Speaking on PM last week, Ruddock cited budget concerns as the reason for the government’s lack of action on remaining discrimination, including same-sex war widow pensions.
If you change the eligibility criteria to include same-sex partners, it adds to the money that has to be found to pay the pension -“ and the proposition is a very simple one, he said.
Issues that can be readily addressed that don’t involve significant budgetary outlays which do bring different considerations to bear will be examined by the government.
Rod Swift, spokesperson for the Australian Coalition for Equality, told Sydney Star Observer the comments were a calculated move to turn middle Australia before next week’s budget.
Rights become a convenient thing to support only when they don’t cost money, he said.
The financial argument that is coming out now is deliberately designed to divide on this policy so the Howard government can fudge and do nothing until the next federal election.
With the May budget the last before the next federal election, the government has yet to fulfil its 2004 promise to remove remaining discrimination from federal superannuation laws.
Ironically super is one of the biggest priced things to fix, with federal public service super being a huge unfunded promise at the moment, Swift said.
But Swift rejected the idea that the money can’t be found, with a current surplus estimated at $16 billion.
With the Australian economy going the way it is, it isn’t like we can’t afford to fix these problems.
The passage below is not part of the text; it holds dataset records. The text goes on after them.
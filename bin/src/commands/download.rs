//! Download command implementation.
//!
//! This module resolves the requested bond types and years, downloads every
//! `(bond type, year)` file with a progress bar and writes the merged table.

use crate::display::{Format, default_output, write_table};
use anyhow::{Context, Result, anyhow, bail};
use chrono::{Datelike, Utc};
use futures::StreamExt;
use indicatif::{ProgressBar, ProgressStyle};
use inquire::MultiSelect;
use std::path::PathBuf;
use std::pin::pin;
use tesouro_lib::prelude::*;

/// Arguments of the download command.
pub(crate) struct DownloadArgs {
    pub(crate) bonds: Vec<String>,
    pub(crate) start: Option<i32>,
    pub(crate) end: Option<i32>,
    pub(crate) all: bool,
    pub(crate) output: Option<PathBuf>,
    pub(crate) format: Format,
    pub(crate) concurrency: Option<usize>,
    pub(crate) timeout: Option<u64>,
    pub(crate) max_retries: Option<u32>,
    pub(crate) base_url: Option<String>,
    pub(crate) config: Option<PathBuf>,
}

impl DownloadArgs {
    /// Builds the retriever configuration: file (or defaults), then flags.
    fn retriever_config(&self) -> Result<RetrieverConfig> {
        let mut config = match &self.config {
            Some(path) => RetrieverConfig::from_file(path)
                .with_context(|| format!("Invalid config file: {}", path.display()))?,
            None => RetrieverConfig::default(),
        };

        if let Some(concurrency) = self.concurrency {
            config.concurrency = concurrency;
        }
        if let Some(timeout) = self.timeout {
            config.timeout_seconds = timeout;
        }
        if let Some(max_retries) = self.max_retries {
            config.max_retries = max_retries;
        }
        if let Some(base_url) = &self.base_url {
            config.base_url.clone_from(base_url);
        }

        config.validate()?;
        Ok(config)
    }

    /// Returns `(start, end)`, defaulting end to the current year and start to end.
    fn years(&self, current_year: i32) -> (i32, i32) {
        let end = self.end.unwrap_or(current_year);
        (self.start.unwrap_or(end), end)
    }
}

/// Parses bond codes, or picks all of them, or asks interactively.
fn resolve_bonds(codes: &[String], all: bool, quiet: bool) -> Result<Vec<BondType>> {
    if all {
        return Ok(BondType::all().to_vec());
    }
    if !codes.is_empty() {
        return codes
            .iter()
            .map(|code| code.parse::<BondType>().map_err(|e| anyhow!("{e}")))
            .collect();
    }
    if quiet {
        bail!("No bond types given (pass codes or --all)");
    }

    let registry = BondRegistry::global();
    let options: Vec<String> = registry
        .all()
        .map(|info| format!("{} | {}", info.bond_type(), info.name()))
        .collect();

    let selection = MultiSelect::new("Select bond types to download:", options)
        .prompt()
        .context("Bond selection cancelled")?;

    let bonds = selection
        .iter()
        .map(|choice| {
            choice
                .split(" | ")
                .next()
                .context("Failed to parse bond selection")?
                .parse::<BondType>()
                .map_err(|e| anyhow!("{e}"))
        })
        .collect::<Result<Vec<_>>>()?;

    if bonds.is_empty() {
        bail!("No bond types selected");
    }
    Ok(bonds)
}

/// Download history for the requested bond types and years.
pub(crate) async fn download(args: DownloadArgs, quiet: bool) -> Result<()> {
    let bond_types = resolve_bonds(&args.bonds, args.all, quiet)?;
    let (start, end) = args.years(Utc::now().year());

    let ranges = bond_types
        .iter()
        .map(|bond| QueryRange::new(*bond, start, end))
        .collect::<Result<Vec<_>, _>>()?;

    let config = args.retriever_config()?;
    let policy = config.error_policy;
    let retriever = Retriever::new(config).context("Failed to create retriever")?;

    // Determine output path (default to <bond>.<format>)
    let output = args
        .output
        .unwrap_or_else(|| PathBuf::from(default_output(&bond_types, args.format)));

    // Setup progress bar
    let total_files: usize = ranges.iter().map(QueryRange::total_years).sum();
    let progress = if quiet {
        ProgressBar::hidden()
    } else {
        let pb = ProgressBar::new(total_files as u64);
        pb.set_style(
            ProgressStyle::default_bar()
                .template("{spinner:.green} [{elapsed_precise}] [{bar:40.cyan/blue}] {pos}/{len} files ({percent}%) {msg}")
                .context("Invalid progress template")?
                .progress_chars("=>-"),
        );
        pb.set_message(format!("{start}-{end}"));
        pb
    };

    let mut collector = BatchCollector::new(policy);
    let mut stream = pin!(retriever.year_stream_many(&ranges));

    while let Some(result) = stream.next().await {
        progress.inc(1);
        if let Ok(batch) = &result {
            progress.set_message(format!("{} {}", batch.bond_type, batch.year));
        }
        if let Err(e) = collector.push(result) {
            progress.abandon_with_message("failed");
            return Err(e).context("Download failed");
        }
    }

    let table = match collector.finish() {
        Ok(table) => table,
        Err(e) => {
            progress.abandon_with_message("failed");
            return Err(e).context("Download failed");
        }
    };
    progress.finish_with_message(format!("Downloaded {} records", table.len()));

    write_table(&table, &output, args.format)?;

    if !quiet {
        if let (Some(first), Some(last)) = (table.first_date(), table.last_date()) {
            println!(
                "{} records from {first} to {last}, {} issues",
                table.len(),
                table.asset_codes().len()
            );
        }
        println!("Output written to: {}", output.display());
    }

    Ok(())
}

#[cfg(test)]
mod tests {
    use super::*;

    fn args() -> DownloadArgs {
        DownloadArgs {
            bonds: vec![],
            start: None,
            end: None,
            all: false,
            output: None,
            format: Format::Csv,
            concurrency: None,
            timeout: None,
            max_retries: None,
            base_url: None,
            config: None,
        }
    }

    #[test]
    fn test_year_defaults() {
        assert_eq!(args().years(2024), (2024, 2024));
        let a = DownloadArgs {
            end: Some(2021),
            ..args()
        };
        assert_eq!(a.years(2024), (2021, 2021));
        let a = DownloadArgs {
            start: Some(2019),
            ..args()
        };
        assert_eq!(a.years(2024), (2019, 2024));
    }

    #[test]
    fn test_resolve_bonds() {
        let codes = vec!["ltn".to_string(), "NTN-B Principal".to_string()];
        assert_eq!(
            resolve_bonds(&codes, false, true).unwrap(),
            vec![BondType::Ltn, BondType::NtnBPrincipal]
        );
        assert_eq!(resolve_bonds(&[], true, true).unwrap().len(), 6);
        assert!(resolve_bonds(&["XYZ".to_string()], false, true).is_err());
        assert!(resolve_bonds(&[], false, true).is_err());
    }

    #[test]
    fn test_flags_override_config_file() {
        let dir = tempfile::tempdir().unwrap();
        let path = dir.path().join("tesouro.json");
        std::fs::write(&path, r#"{"max_retries": 7, "timeout_seconds": 5}"#).unwrap();

        let a = DownloadArgs {
            config: Some(path),
            timeout: Some(60),
            base_url: Some("http://mirror.local".to_string()),
            ..args()
        };
        let config = a.retriever_config().unwrap();
        assert_eq!(config.max_retries, 7);
        assert_eq!(config.timeout_seconds, 60);
        assert_eq!(config.base_url, "http://mirror.local");
    }

    #[test]
    fn test_invalid_flag_value_is_rejected() {
        let a = DownloadArgs {
            concurrency: Some(0),
            ..args()
        };
        assert!(a.retriever_config().is_err());
    }
}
It’s at this place in the economic cycle that we should be looking at things with a bigger impact, he said.
The Department of Finance and Administration refused to release the cost assessment requested by the opposition under Freedom of Information laws.
But based on a conservative estimate of the number of gay couples in Australia, the cost for Medicare and superannuation could be at least a billion over a 20-year period, Swift said.
The Commonwealth Future Fund was established in part to secure heterosexual public sector superannuation, which Swift says could easily accommodate same-sex couples as well.
What the federal government doesn’t remember is that all of these monies that they claim they can’t afford to pay now are monies they should have been setting aside all along.
It’s not our fault it’s going to cost money, it’s their fault for not budgeting responsibly, he said.
This is a government that hands out huge buckets of money to small percentages of the population, like the baby bonus and the first home owner’s grant.
It’s a huge problem if they can dump money to interest groups to buy votes but it can’t own up to its responsibilities to tax-paying members of the community.
The HREOC report into financial discrimination against same-sex couples is due to be provided to Ruddock later in May, and tabled well after the budget announcement.